======== DATA FOR THIS EXERCISE
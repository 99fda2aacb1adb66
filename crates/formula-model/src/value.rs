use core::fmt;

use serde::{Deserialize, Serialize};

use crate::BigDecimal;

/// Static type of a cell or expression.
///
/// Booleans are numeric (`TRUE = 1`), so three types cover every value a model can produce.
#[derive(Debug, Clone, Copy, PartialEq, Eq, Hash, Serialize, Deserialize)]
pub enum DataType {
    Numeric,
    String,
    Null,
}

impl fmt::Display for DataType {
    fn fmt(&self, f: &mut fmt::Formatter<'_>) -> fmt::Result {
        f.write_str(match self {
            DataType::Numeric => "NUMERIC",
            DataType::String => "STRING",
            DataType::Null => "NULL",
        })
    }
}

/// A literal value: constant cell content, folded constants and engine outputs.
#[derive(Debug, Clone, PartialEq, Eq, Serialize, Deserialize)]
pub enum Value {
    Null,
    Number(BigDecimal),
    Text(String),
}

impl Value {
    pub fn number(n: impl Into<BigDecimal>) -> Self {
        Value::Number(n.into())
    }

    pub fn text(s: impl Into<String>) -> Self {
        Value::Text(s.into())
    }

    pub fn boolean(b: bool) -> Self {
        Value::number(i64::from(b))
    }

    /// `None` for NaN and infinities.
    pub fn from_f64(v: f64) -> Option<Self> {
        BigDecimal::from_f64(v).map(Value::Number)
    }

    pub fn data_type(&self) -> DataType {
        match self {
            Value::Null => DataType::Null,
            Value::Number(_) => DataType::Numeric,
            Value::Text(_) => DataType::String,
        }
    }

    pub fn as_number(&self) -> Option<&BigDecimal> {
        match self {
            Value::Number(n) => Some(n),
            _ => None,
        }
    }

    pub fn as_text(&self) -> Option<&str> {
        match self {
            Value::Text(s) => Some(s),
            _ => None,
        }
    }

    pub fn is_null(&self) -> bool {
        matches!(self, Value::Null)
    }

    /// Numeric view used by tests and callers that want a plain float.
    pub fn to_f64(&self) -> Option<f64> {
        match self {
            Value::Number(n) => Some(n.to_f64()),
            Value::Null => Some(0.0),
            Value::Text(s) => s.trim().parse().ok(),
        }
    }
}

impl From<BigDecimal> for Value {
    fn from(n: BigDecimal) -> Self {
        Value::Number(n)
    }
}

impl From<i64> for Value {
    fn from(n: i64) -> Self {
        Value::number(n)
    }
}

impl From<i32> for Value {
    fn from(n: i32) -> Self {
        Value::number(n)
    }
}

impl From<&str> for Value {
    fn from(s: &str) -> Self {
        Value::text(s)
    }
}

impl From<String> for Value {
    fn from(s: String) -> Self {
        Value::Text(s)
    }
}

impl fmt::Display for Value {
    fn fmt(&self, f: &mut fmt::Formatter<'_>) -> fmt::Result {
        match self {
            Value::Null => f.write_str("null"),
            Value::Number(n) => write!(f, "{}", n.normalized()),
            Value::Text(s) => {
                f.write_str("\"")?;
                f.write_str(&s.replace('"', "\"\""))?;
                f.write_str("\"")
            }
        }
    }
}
================
## [WHAT TO WORK ON]
Which lines of the entries above contain the string "model"? Copy each one.

## [EXERCISE OUTPUT]
filename crates/formula-model/src/value.rs
/// Booleans are numeric (`TRUE = 1`), so three types cover every value a model can produce.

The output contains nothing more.